Write each line again exactly as it is, from the opening line of the records below through the one containing "const USER_AGENT: &str", and add nothing.

** Opening The input block **

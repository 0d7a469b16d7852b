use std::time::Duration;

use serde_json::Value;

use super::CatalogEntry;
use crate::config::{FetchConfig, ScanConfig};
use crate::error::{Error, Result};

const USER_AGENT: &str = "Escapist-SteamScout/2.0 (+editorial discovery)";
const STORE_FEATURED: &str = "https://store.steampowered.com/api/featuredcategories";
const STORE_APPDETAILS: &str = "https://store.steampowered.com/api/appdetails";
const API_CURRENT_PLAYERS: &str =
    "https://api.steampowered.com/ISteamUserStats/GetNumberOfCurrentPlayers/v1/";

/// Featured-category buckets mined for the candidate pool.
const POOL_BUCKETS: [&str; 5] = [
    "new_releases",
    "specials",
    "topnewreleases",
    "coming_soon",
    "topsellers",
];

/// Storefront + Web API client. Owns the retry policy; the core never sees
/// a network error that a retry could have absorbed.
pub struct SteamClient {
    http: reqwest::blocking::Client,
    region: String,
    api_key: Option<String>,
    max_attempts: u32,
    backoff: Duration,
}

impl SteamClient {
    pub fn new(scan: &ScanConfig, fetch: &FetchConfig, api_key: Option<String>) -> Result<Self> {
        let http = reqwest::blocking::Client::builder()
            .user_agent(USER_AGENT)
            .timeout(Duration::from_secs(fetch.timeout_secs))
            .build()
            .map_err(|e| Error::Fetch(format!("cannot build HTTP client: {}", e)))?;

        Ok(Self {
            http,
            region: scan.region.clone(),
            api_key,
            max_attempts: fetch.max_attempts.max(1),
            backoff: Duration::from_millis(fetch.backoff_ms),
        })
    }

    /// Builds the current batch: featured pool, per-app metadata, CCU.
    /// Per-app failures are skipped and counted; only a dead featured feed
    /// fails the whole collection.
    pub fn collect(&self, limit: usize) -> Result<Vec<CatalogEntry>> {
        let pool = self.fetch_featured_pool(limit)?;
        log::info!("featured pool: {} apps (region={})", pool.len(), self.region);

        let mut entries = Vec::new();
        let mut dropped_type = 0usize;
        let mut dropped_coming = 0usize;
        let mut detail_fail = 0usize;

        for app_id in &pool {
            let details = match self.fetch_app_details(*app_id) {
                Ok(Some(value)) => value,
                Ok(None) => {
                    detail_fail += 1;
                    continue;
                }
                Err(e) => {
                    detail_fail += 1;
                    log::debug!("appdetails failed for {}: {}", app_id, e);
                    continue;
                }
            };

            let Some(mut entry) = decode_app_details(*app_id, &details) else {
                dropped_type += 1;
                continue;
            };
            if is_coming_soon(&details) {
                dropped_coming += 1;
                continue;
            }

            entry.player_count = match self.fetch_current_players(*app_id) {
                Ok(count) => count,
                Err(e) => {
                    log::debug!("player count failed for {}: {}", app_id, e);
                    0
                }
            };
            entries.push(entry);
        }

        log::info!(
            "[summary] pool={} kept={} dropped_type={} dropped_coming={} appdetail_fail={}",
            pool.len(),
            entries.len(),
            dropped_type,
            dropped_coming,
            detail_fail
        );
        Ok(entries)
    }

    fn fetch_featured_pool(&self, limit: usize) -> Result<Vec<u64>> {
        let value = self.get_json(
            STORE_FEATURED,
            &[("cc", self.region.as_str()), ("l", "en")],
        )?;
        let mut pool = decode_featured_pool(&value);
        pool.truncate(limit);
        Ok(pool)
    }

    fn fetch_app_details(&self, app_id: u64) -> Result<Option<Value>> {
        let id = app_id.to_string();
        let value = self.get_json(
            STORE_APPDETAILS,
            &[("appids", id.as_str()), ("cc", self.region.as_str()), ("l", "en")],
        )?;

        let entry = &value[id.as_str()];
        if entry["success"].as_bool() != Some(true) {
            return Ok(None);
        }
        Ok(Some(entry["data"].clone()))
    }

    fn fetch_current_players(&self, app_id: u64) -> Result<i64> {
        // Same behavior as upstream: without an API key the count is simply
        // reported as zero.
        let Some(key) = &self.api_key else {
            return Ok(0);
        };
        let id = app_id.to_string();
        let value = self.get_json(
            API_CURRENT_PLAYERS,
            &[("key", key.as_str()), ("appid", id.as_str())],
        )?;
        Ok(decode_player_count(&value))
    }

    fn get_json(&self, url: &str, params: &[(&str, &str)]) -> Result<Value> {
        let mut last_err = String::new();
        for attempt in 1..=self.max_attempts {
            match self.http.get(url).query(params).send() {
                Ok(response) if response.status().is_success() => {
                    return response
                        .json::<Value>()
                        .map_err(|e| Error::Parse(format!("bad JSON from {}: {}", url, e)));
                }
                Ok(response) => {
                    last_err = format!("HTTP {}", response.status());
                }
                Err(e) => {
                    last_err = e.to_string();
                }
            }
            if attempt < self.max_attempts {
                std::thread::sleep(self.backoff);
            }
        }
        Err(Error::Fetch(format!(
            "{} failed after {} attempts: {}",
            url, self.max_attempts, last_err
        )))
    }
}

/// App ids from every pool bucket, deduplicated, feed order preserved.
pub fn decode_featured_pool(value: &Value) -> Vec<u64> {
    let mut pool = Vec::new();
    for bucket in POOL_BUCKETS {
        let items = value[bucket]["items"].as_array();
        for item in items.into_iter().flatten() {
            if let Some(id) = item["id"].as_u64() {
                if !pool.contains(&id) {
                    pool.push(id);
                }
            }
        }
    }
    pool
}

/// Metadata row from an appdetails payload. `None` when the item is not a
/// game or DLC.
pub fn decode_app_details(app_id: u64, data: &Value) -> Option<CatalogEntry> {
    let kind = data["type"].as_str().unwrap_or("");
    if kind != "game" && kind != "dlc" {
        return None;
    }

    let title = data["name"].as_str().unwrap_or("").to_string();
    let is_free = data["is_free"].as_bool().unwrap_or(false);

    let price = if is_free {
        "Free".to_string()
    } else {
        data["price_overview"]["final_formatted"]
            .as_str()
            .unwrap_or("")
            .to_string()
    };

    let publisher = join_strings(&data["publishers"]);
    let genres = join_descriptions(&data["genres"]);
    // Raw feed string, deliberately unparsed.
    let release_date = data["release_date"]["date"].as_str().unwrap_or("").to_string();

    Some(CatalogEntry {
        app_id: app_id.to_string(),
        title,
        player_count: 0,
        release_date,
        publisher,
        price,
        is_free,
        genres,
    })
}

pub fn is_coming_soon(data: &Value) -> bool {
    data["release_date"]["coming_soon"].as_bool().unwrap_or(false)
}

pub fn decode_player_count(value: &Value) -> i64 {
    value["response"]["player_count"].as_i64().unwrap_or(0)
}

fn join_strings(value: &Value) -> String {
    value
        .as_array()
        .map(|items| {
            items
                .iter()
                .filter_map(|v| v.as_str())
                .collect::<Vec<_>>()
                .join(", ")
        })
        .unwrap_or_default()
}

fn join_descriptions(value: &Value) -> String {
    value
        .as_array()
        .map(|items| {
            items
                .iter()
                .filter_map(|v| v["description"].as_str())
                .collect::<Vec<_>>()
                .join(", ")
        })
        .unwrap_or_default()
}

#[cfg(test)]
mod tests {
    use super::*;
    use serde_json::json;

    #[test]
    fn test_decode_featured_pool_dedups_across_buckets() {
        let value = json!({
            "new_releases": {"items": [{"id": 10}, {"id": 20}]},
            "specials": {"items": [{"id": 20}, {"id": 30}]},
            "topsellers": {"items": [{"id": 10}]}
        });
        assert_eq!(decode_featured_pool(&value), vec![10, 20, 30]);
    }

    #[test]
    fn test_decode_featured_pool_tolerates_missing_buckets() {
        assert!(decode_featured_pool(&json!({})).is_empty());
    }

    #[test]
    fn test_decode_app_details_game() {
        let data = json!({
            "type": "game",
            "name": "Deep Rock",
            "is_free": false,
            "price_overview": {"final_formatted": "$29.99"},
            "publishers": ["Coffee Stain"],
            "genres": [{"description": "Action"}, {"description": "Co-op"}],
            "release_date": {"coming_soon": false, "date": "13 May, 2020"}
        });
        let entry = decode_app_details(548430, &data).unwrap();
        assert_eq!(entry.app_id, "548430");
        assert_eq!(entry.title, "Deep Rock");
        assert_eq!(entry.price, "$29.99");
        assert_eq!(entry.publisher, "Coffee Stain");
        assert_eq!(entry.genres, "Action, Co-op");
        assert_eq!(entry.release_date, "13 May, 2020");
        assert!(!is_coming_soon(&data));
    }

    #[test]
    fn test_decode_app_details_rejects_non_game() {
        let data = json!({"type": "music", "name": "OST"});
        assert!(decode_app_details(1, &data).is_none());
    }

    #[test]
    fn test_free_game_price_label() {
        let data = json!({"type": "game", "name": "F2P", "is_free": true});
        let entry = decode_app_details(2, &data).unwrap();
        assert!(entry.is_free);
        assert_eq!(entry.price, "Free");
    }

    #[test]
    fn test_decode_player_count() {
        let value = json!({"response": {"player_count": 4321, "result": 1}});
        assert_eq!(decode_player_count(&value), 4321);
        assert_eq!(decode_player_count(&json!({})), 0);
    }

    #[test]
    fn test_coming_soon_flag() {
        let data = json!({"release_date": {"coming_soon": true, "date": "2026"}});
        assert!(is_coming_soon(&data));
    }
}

** Closing The input block **

◆ **Solution for this exercise**:
repository 0d7a469b16d7852b
use std::time::Duration;

use serde_json::Value;

use super::CatalogEntry;
use crate::config::{FetchConfig, ScanConfig};
use crate::error::{Error, Result};

const USER_AGENT: &str = "Escapist-SteamScout/2.0 (+editorial discovery)";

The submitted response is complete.